Bonjour Toto, bonjour mon Toto, je ne suis pas bien contente, comme vous devez penser, car vous avez manqué à notre cher petit rendez-vous annuel qui, s’il n’avait pas lieu le premier janvier, avait toujours été jusqu’à présent le lendemain. Aussi, mon Toto chéri, n’attendez pas de moi que je vous dise des douceurs parce que je n’ai pas la moindre envie ce matin. Tout ce que je pourrais faire, ce serait de vous demander s’il a crié quand il m’a mordu ? Taisez-vous, vilain Toto. Vous n’êtes ravissant que sur le papier.

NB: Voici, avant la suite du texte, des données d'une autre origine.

use clap::Parser;
use serde::Deserialize;

/// Trivia question bank API
#[derive(Parser, Debug, Default, Clone, PartialEq)]
#[clap(author, version, about, long_about = None)]
pub struct Args {
    /// Settings file to read, extension optional
    #[clap(long, default_value = "setup")]
    pub config: String,
    /// Which errors we want to log (info, warn or error)
    #[clap(short, long)]
    pub log_level: Option<String>,
    /// Web server port
    #[clap(short, long)]
    pub port: Option<u16>,
    #[clap(long)]
    pub database_host: Option<String>,
    #[clap(long)]
    pub database_port: Option<u16>,
    #[clap(long)]
    pub database_name: Option<String>,
    #[clap(long)]
    pub database_user: Option<String>,
    #[clap(long)]
    pub database_password: Option<String>,
}

#[derive(Debug, Deserialize, Clone, PartialEq)]
pub struct Config {
    pub log_level: String,
    pub port: u16,
    pub database_host: String,
    pub database_port: u16,
    pub database_name: String,
    pub database_user: String,
    pub database_password: String,
}

impl Config {
    pub fn new() -> Result<Config, handle_errors::Error> {
        dotenv::dotenv().ok();
        Config::load(Args::parse())
    }

    /// Defaults, then the settings file, then `TRIVIA_*` environment
    /// variables, then explicit command-line flags.
    pub fn load(args: Args) -> Result<Config, handle_errors::Error> {
        let settings = config::Config::builder()
            .set_default("log_level", "warn")
            .and_then(|b| b.set_default("port", 3030_i64))
            .and_then(|b| b.set_default("database_host", "localhost"))
            .and_then(|b| b.set_default("database_port", 5432_i64))
            .and_then(|b| b.set_default("database_name", "trivia"))
            .and_then(|b| b.set_default("database_user", "postgres"))
            .and_then(|b| b.set_default("database_password", ""))
            .map_err(handle_errors::Error::ConfigError)?
            .add_source(config::File::with_name(&args.config).required(false))
            .add_source(config::Environment::with_prefix("TRIVIA"))
            .build()
            .map_err(handle_errors::Error::ConfigError)?;

        let mut config = settings
            .try_deserialize::<Config>()
            .map_err(handle_errors::Error::ConfigError)?;

        if let Some(log_level) = args.log_level {
            config.log_level = log_level;
        }
        if let Some(port) = args.port {
            config.port = port;
        }
        if let Some(host) = args.database_host {
            config.database_host = host;
        }
        if let Some(port) = args.database_port {
            config.database_port = port;
        }
        if let Some(name) = args.database_name {
            config.database_name = name;
        }
        if let Some(user) = args.database_user {
            config.database_user = user;
        }
        if let Some(password) = args.database_password {
            config.database_password = password;
        }

        Ok(config)
    }

    pub fn database_url(&self) -> String {
        format!(
            "postgres://{}:{}@{}:{}/{}",
            self.database_user,
            self.database_password,
            self.database_host,
            self.database_port,
            self.database_name
        )
    }
}
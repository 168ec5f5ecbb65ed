#![warn(clippy::all)]

use trivia_api::{config, run, setup_store};

#[tokio::main]
async fn main() -> Result<(), handle_errors::Error> {
    let config = config::Config::new()?;

    let store = setup_store(&config).await?;

    tracing::info!("Trivia API build ID {}", env!("CARGO_PKG_VERSION"));

    run(&config, store).await;

    Ok(())
}
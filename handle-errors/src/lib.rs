use serde::Serialize;
use warp::{
    Rejection, Reply,
    filters::{body::BodyDeserializeError, cors::CorsForbidden},
    http::StatusCode,
    reject::{InvalidQuery, MethodNotAllowed, Reject, UnsupportedMediaType},
};

use tracing::{Level, event, instrument};

#[derive(Debug)]
pub enum Error {
    ParseError(std::num::ParseIntError),
    MissingParameters,
    InvalidId(i32),
    InvalidEncoding(std::string::FromUtf8Error),
    UnknownCategory(String),
    CategoryNotFound(i32),
    NotFound,
    InvalidDifficulty(i64),
    DatabaseQueryError(sqlx::Error),
    ConfigError(config::ConfigError),
}

impl Error {
    /// The HTTP status a rejection carrying this error is answered with.
    pub fn status(&self) -> StatusCode {
        match self {
            Error::ParseError(_)
            | Error::MissingParameters
            | Error::InvalidId(_)
            | Error::InvalidEncoding(_)
            | Error::UnknownCategory(_) => StatusCode::BAD_REQUEST,
            Error::CategoryNotFound(_) | Error::NotFound => StatusCode::NOT_FOUND,
            Error::InvalidDifficulty(_) => StatusCode::UNPROCESSABLE_ENTITY,
            Error::DatabaseQueryError(_) | Error::ConfigError(_) => {
                StatusCode::INTERNAL_SERVER_ERROR
            }
        }
    }
}

impl std::fmt::Display for Error {
    fn fmt(&self, f: &mut std::fmt::Formatter) -> std::fmt::Result {
        match self {
            Error::ParseError(err) => {
                write!(f, "Cannot parse parameter: {}", err)
            }
            Error::MissingParameters => {
                write!(f, "Missing parameters")
            }
            Error::InvalidId(id) => {
                write!(f, "Invalid question id: {}", id)
            }
            Error::InvalidEncoding(err) => {
                write!(f, "Path segment is not valid UTF-8: {}", err)
            }
            Error::UnknownCategory(category) => {
                write!(f, "Unknown category: {}", category)
            }
            Error::CategoryNotFound(id) => {
                write!(f, "Category {} not found", id)
            }
            Error::NotFound => {
                write!(f, "No matching questions")
            }
            Error::InvalidDifficulty(difficulty) => {
                write!(f, "Difficulty {} is outside 1..=5", difficulty)
            }
            Error::DatabaseQueryError(_) => {
                write!(f, "Cannot query or update data")
            }
            Error::ConfigError(err) => {
                write!(f, "Cannot load configuration: {}", err)
            }
        }
    }
}

impl std::error::Error for Error {}

impl Reject for Error {}

/// Body of every failed response.
#[derive(Serialize, Debug, Clone, PartialEq)]
pub struct ErrorResponse {
    pub success: bool,
    pub error: u16,
    pub message: &'static str,
}

impl ErrorResponse {
    pub fn new(status: StatusCode) -> Self {
        ErrorResponse {
            success: false,
            error: status.as_u16(),
            message: message_for(status),
        }
    }
}

fn message_for(status: StatusCode) -> &'static str {
    match status {
        StatusCode::BAD_REQUEST => "Bad request.",
        StatusCode::FORBIDDEN => "Forbidden.",
        StatusCode::NOT_FOUND => "Item not found.",
        StatusCode::METHOD_NOT_ALLOWED => "Method Not Allowed",
        StatusCode::UNPROCESSABLE_ENTITY => "Request could not be processed.",
        _ => "Internal Server Error.",
    }
}

fn error_reply(status: StatusCode) -> warp::reply::WithStatus<warp::reply::Json> {
    warp::reply::with_status(warp::reply::json(&ErrorResponse::new(status)), status)
}

#[instrument]
pub async fn return_error(r: Rejection) -> Result<impl Reply, Rejection> {
    if let Some(error) = r.find::<Error>() {
        match error {
            Error::DatabaseQueryError(e) => {
                event!(Level::ERROR, "Database query error: {:?}", e);
            }
            Error::ConfigError(e) => {
                event!(Level::ERROR, "Configuration error: {}", e);
            }
            _ => {
                event!(Level::WARN, "{}", error);
            }
        }
        Ok(error_reply(error.status()))
    } else if let Some(error) = r.find::<BodyDeserializeError>() {
        event!(Level::WARN, "Cannot deserialize request body: {}", error);
        Ok(error_reply(StatusCode::BAD_REQUEST))
    } else if let Some(error) = r.find::<InvalidQuery>() {
        event!(Level::WARN, "Cannot parse query string: {}", error);
        Ok(error_reply(StatusCode::BAD_REQUEST))
    } else if let Some(error) = r.find::<UnsupportedMediaType>() {
        event!(Level::WARN, "Unsupported request body: {}", error);
        Ok(error_reply(StatusCode::BAD_REQUEST))
    } else if let Some(error) = r.find::<CorsForbidden>() {
        event!(Level::ERROR, "CORS forbidden error: {}", error);
        Ok(error_reply(StatusCode::FORBIDDEN))
    } else if r.find::<MethodNotAllowed>().is_some() {
        event!(Level::WARN, "Method not allowed on this route");
        Ok(error_reply(StatusCode::METHOD_NOT_ALLOWED))
    } else if r.is_not_found() {
        event!(Level::WARN, "Requested route was not found");
        Ok(error_reply(StatusCode::NOT_FOUND))
    } else {
        event!(Level::ERROR, "Unhandled rejection: {:?}", r);
        Ok(error_reply(StatusCode::INTERNAL_SERVER_ERROR))
    }
}
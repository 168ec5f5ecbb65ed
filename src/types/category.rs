use serde::{Deserialize, Serialize};
use std::collections::BTreeMap;

#[derive(Serialize, Debug, Deserialize, Clone, PartialEq)]
pub struct Category {
    pub id: CategoryId,
    #[serde(rename = "type")]
    pub kind: String,
}

#[derive(Serialize, Debug, Clone, Copy, Eq, Hash, Ord, PartialOrd, Deserialize, PartialEq)]
pub struct CategoryId(pub i32);

/// How a client names a category: by its id, or by its `type` string.
#[derive(Debug, Clone, PartialEq, Eq, Deserialize)]
#[serde(from = "RawCategoryRef")]
pub enum CategoryRef {
    ById(CategoryId),
    ByType(String),
}

#[derive(Deserialize)]
#[serde(untagged)]
enum RawCategoryRef {
    Id(i32),
    Text(String),
}

impl From<RawCategoryRef> for CategoryRef {
    fn from(raw: RawCategoryRef) -> Self {
        match raw {
            RawCategoryRef::Id(id) => CategoryRef::ById(CategoryId(id)),
            RawCategoryRef::Text(text) => CategoryRef::parse(&text),
        }
    }
}

impl CategoryRef {
    /// A segment made only of ASCII digits names an id, anything else a type.
    pub fn parse(raw: &str) -> Self {
        if !raw.is_empty() && raw.bytes().all(|b| b.is_ascii_digit()) {
            if let Ok(id) = raw.parse::<i32>() {
                return CategoryRef::ById(CategoryId(id));
            }
        }
        CategoryRef::ByType(raw.to_string())
    }
}

impl std::fmt::Display for CategoryRef {
    fn fmt(&self, f: &mut std::fmt::Formatter) -> std::fmt::Result {
        match self {
            CategoryRef::ById(id) => write!(f, "{}", id.0),
            CategoryRef::ByType(kind) => write!(f, "{}", kind),
        }
    }
}

/// The `{id: type}` map the listings return.
pub fn category_map(categories: &[Category]) -> BTreeMap<i32, String> {
    categories
        .iter()
        .map(|category| (category.id.0, category.kind.clone()))
        .collect()
}
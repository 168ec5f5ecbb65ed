pub mod category;
pub mod question;
pub mod quiz;
pub mod category;
pub mod pagination;
pub mod question;
pub mod quiz;
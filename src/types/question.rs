use serde::{Deserialize, Serialize};

use crate::types::category::{CategoryId, CategoryRef};
use handle_errors::Error;

pub const MIN_DIFFICULTY: i32 = 1;
pub const MAX_DIFFICULTY: i32 = 5;

#[derive(Serialize, Debug, Deserialize, Clone, PartialEq)]
pub struct Question {
    pub id: QuestionId,
    pub question: String,
    pub answer: String,
    pub category: CategoryId,
    pub difficulty: i32,
}

#[derive(Serialize, Debug, Clone, Copy, Eq, Hash, Deserialize, PartialEq)]
pub struct QuestionId(pub i32);

/// A question ready to be inserted, its category already resolved.
#[derive(Deserialize, Serialize, Debug, Clone, PartialEq)]
pub struct NewQuestion {
    pub question: String,
    pub answer: String,
    pub category: CategoryId,
    pub difficulty: i32,
}

/// Body of `POST /questions`. Every key is required, but they are decoded
/// as options so a missing key is reported as a bad request instead of a
/// deserialization failure.
#[derive(Deserialize, Debug, Clone, Default)]
pub struct QuestionRequest {
    pub question: Option<String>,
    pub answer: Option<String>,
    pub category: Option<CategoryRef>,
    /// Wider than the stored column so an oversized number is out of range
    /// rather than undecodable.
    pub difficulty: Option<i64>,
}

/// A create request whose fields are all present and whose difficulty is in
/// range. The category still has to be looked up.
#[derive(Debug, Clone, PartialEq)]
pub struct ValidQuestionRequest {
    pub question: String,
    pub answer: String,
    pub category: CategoryRef,
    pub difficulty: i32,
}

impl ValidQuestionRequest {
    pub fn into_new_question(self, category: CategoryId) -> NewQuestion {
        NewQuestion {
            question: self.question,
            answer: self.answer,
            category,
            difficulty: self.difficulty,
        }
    }
}

impl QuestionRequest {
    pub fn validate(self) -> Result<ValidQuestionRequest, Error> {
        let (Some(question), Some(answer), Some(category), Some(difficulty)) =
            (self.question, self.answer, self.category, self.difficulty)
        else {
            return Err(Error::MissingParameters);
        };

        let difficulty = match i32::try_from(difficulty) {
            Ok(d) if (MIN_DIFFICULTY..=MAX_DIFFICULTY).contains(&d) => d,
            _ => return Err(Error::InvalidDifficulty(difficulty)),
        };

        Ok(ValidQuestionRequest {
            question,
            answer,
            category,
            difficulty,
        })
    }
}

/// Body of `POST /search`.
#[derive(Deserialize, Debug, Clone)]
pub struct SearchRequest {
    #[serde(rename = "searchTerm")]
    pub search_term: Option<String>,
}

/// Turns a search term into an `ILIKE` pattern that matches it as a literal
/// substring.
pub fn search_pattern(term: &str) -> String {
    let mut pattern = String::with_capacity(term.len() + 2);
    pattern.push('%');
    for c in term.chars() {
        if matches!(c, '%' | '_' | '\\') {
            pattern.push('\\');
        }
        pattern.push(c);
    }
    pattern.push('%');
    pattern
}
use serde::Serialize;
use std::collections::{BTreeMap, HashMap};
use tracing::{Level, event, instrument};

use crate::store::Store;
use crate::types::category::{CategoryRef, category_map};
use crate::types::pagination::{Pagination, extract_pagination};
use crate::types::question::Question;
use handle_errors::Error;

#[derive(Serialize, Debug)]
struct CategoriesResponse {
    success: bool,
    categories: BTreeMap<i32, String>,
    total_categories: usize,
}

#[derive(Serialize, Debug)]
struct CategoryQuestionsResponse<'a> {
    success: bool,
    questions: &'a [Question],
    total_questions: usize,
    current_category: String,
}

#[instrument(skip(store))]
pub async fn get_categories(store: Store) -> Result<impl warp::Reply, warp::Rejection> {
    let categories = store.get_categories().await?;
    if categories.is_empty() {
        return Err(warp::reject::custom(Error::NotFound));
    }

    event!(target: "trivia_api", Level::INFO, total = categories.len(), "listing categories");
    Ok(warp::reply::json(&CategoriesResponse {
        success: true,
        categories: category_map(&categories),
        total_categories: categories.len(),
    }))
}

pub async fn get_questions_by_category(
    category: String,
    params: HashMap<String, String>,
    store: Store,
) -> Result<impl warp::Reply, warp::Rejection> {
    let pagination = extract_pagination(params);
    list_category_questions(category, pagination, store).await
}

pub async fn get_questions_by_category_page(
    category: String,
    page: u32,
    store: Store,
) -> Result<impl warp::Reply, warp::Rejection> {
    let pagination = Pagination::new(page);
    list_category_questions(category, pagination, store).await
}

#[instrument(skip(store))]
async fn list_category_questions(
    category: String,
    pagination: Pagination,
    store: Store,
) -> Result<warp::reply::Json, warp::Rejection> {
    // warp은 경로 조각을 디코딩하지 않는다
    let category = urlencoding::decode(&category)
        .map_err(Error::InvalidEncoding)?
        .into_owned();
    let category_ref = CategoryRef::parse(&category);
    let category = match store.find_category(&category_ref).await? {
        Some(category) => category,
        None => return Err(warp::reject::custom(Error::UnknownCategory(category))),
    };

    let questions = store.get_questions_by_category(category.id).await?;
    let page = pagination.paginate(&questions);
    if page.is_empty() {
        return Err(warp::reject::custom(Error::NotFound));
    }

    event!(
        target: "trivia_api",
        Level::INFO,
        category = %category_ref,
        page = pagination.page(),
        "listing questions by category"
    );
    Ok(warp::reply::json(&CategoryQuestionsResponse {
        success: true,
        questions: page,
        total_questions: questions.len(),
        current_category: category.kind,
    }))
}
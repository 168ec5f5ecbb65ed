use serde::Serialize;
use tracing::{Level, event, instrument};

use crate::store::Store;
use crate::types::category::CategoryId;
use crate::types::question::Question;
use crate::types::quiz::{ALL_CATEGORIES, QuizRequest, pick_question};
use handle_errors::Error;

#[derive(Serialize, Debug)]
struct QuizResponse {
    success: bool,
    question: Question,
}

#[instrument(skip(store))]
pub async fn next_question(
    store: Store,
    request: QuizRequest,
) -> Result<impl warp::Reply, warp::Rejection> {
    let category_id = request.category_id()?;

    let candidates = if category_id == ALL_CATEGORIES {
        store.get_questions().await?
    } else {
        let category = store
            .get_category(CategoryId(category_id))
            .await?
            .ok_or(Error::CategoryNotFound(category_id))?;
        store.get_questions_by_category(category.id).await?
    };

    let previous = request.previous_questions();
    let next = pick_question(&candidates, previous, &mut rand::thread_rng()).cloned();

    match next {
        Some(question) => {
            event!(
                target: "trivia_api",
                Level::INFO,
                category = category_id,
                id = question.id.0,
                seen = previous.len(),
                "quiz question served"
            );
            Ok(warp::reply::json(&QuizResponse {
                success: true,
                question,
            }))
        }
        None => Err(warp::reject::custom(Error::NotFound)),
    }
}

Du reste, vous êtes un monstre. Je vous défends d’aller aux Variétés sans moi. Je vous le défends et redéfends, entendez-vous ? Eh bien, et notre Dédé, a-t-elle été surprise ? A-t-elle été contente et la petite maison des champs a-t-elle plu ? Le petit caban et leurs manchettes ainsi que les petits souliers et la plume ont-ils fait fureur ? C’est la seule que j’aime à présent parce que je ne retire pas mes frais. D’un autre côté, ce n’est pas la peine de les faire. Cela ne m’a pas empêché cette nuit de lire et de baiser votre chère petite lettre et de rebaiser et de relire ce bon petit papier adoré ce matin [1]. Mais vous ! [illis.] pas souvent que je vous baiserai. Je vous mordrai si vous vouliez mais vous baiser jamais vous êtes trop gentil. Et ma surprise ? Voime, voime, je la connais d’avance. Baise-moi, cela me surprendra encore plus car la chose devient de jour en jour si rare que cela passe à l’état d’ÉVÉNEMENT SURPRENANT. Baise-moi, chien de Toto. Je t’aime.

Juliette

BnF, Mss, NAF 16348, f. 5-6
Transcription d’Hélène Hôte assistée de Florence Naugrette


2 janvier [1842], dimanche soir, 11 h. ½

Voici une heure que Mme Pierceau est repartie et depuis ce temps-là, je n’ai pas pu t’écrire parce que j’avais mon linge à compter pour demain.

Lundi 3 janvier, 4 h. ¼

Je vous écris à la suite de la gribouille déjà commencée quand vous êtes venu hier au soir. Vous pensez que je ne veux pas GASPILLER du papier blanc INUTILEMENT. Si vous croyez que vous êtes drôle, vous vous trompez joliment. Il paraît que vous ferez durera la surprise de vous attendre indéfiniment jusqu’en l’an de GRAISSE 1843 ! Ia ia monsire dodo, mais fous bourriez bien m’addentre auzi à vodre dour pien blu longtemps que za. Daisez-fous, daisez-fous, che fous tis. J’ai lavé les taches d’encre à plein vinaigre et cela m’a parfaitement réussi. Il reste seulement un petit terne comme quelque chose qui a été très mouillé et très frotté, mais en somme, à part le verre cassé de vingt sous et ma chemise à coucher pleine d’encre, le malheur est insignifiant. Ma Clarinette a dessiné toute la journée le masque du duc de Reichstadt. Elle n’est pas contente et se promet de recommencer demain avec une nouvelle ardeur. Je voudrais bien savoir qu’est-ce qui pourrait vous en donner à mon endroit de l’ardeur. Depuis l’année passée, Dieu merci, vous ne vous êtes pas fouléb la rate à me prouver QUOI QUE CE SOIT, c’est vraiment pas assez. Maintenant baisez-moi et aimez-moi ou sinon je vous tue. A-t-il crié quand il m’a mordu ? [2]

Juliette

BnF, Mss, NAF 16348, f. 7-8
Transcription d’Hélène Hôte assistée de Florence Naugrette

a) « duré ».
b) « foulez ».

Notes

[1À chaque nouvel an, Hugo envoie à Juliette une lettre rituelle. Le 1er janvier, il lui a adressé un poème de trois quatrains, « Janvier est revenu. — Ne crains rien, noble femme !  » qui sera publié dans Dernière Gerbe (I, 12).

[2À élucider.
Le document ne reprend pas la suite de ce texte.